■ Records contained in a dataset
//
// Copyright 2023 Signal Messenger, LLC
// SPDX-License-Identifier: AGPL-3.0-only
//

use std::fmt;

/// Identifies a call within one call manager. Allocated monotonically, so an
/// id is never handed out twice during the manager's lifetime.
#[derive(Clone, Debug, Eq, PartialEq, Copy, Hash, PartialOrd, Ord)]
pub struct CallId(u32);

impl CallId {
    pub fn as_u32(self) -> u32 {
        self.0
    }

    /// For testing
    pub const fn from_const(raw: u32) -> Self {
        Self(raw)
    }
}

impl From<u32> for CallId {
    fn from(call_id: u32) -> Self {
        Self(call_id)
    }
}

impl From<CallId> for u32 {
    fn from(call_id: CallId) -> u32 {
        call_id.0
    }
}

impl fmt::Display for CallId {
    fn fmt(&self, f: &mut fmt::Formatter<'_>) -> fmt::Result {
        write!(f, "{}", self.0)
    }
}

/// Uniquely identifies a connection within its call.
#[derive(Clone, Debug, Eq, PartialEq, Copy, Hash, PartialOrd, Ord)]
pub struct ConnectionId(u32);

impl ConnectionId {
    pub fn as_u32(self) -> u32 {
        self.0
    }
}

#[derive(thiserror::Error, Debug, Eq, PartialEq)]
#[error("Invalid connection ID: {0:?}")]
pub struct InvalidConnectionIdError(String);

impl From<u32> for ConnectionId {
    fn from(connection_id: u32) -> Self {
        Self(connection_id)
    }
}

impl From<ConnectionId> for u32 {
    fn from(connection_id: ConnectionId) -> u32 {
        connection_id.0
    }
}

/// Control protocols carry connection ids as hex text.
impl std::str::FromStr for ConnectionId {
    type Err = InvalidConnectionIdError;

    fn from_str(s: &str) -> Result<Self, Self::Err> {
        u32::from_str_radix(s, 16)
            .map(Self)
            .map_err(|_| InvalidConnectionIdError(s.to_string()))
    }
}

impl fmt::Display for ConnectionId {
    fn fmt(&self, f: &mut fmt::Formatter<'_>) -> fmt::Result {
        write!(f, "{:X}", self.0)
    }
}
...
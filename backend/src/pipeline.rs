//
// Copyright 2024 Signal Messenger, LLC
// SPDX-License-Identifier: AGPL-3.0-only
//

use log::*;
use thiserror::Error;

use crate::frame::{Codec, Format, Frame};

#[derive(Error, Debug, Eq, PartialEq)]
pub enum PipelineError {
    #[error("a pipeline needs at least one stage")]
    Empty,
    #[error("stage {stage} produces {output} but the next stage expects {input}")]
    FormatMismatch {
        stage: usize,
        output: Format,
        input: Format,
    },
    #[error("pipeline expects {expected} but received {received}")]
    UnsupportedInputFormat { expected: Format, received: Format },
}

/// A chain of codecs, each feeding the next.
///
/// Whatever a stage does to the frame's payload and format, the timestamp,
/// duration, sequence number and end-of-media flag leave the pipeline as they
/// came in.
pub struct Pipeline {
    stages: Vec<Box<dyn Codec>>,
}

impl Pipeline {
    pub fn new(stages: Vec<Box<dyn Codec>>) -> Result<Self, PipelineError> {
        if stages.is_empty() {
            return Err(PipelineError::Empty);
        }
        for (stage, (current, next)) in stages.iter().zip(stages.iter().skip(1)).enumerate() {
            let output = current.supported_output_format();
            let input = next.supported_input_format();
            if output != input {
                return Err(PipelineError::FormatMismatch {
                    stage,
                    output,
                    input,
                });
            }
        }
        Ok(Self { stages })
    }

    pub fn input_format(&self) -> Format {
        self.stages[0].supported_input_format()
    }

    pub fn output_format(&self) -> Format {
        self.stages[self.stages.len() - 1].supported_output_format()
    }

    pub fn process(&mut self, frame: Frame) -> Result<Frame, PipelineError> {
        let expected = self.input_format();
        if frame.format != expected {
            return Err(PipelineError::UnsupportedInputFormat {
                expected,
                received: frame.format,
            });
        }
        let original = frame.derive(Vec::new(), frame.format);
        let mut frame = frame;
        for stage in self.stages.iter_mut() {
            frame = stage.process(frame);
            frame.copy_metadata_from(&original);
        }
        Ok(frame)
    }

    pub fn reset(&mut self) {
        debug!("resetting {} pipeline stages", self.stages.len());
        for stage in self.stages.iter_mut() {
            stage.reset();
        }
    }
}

■ Goal of the exercise
Scan the lines above for the word "InvalidConnectionIdError". Return each one that has it.

■ Problem solution
pub struct InvalidConnectionIdError(String);
    type Err = InvalidConnectionIdError;
            .map_err(|_| InvalidConnectionIdError(s.to_string()))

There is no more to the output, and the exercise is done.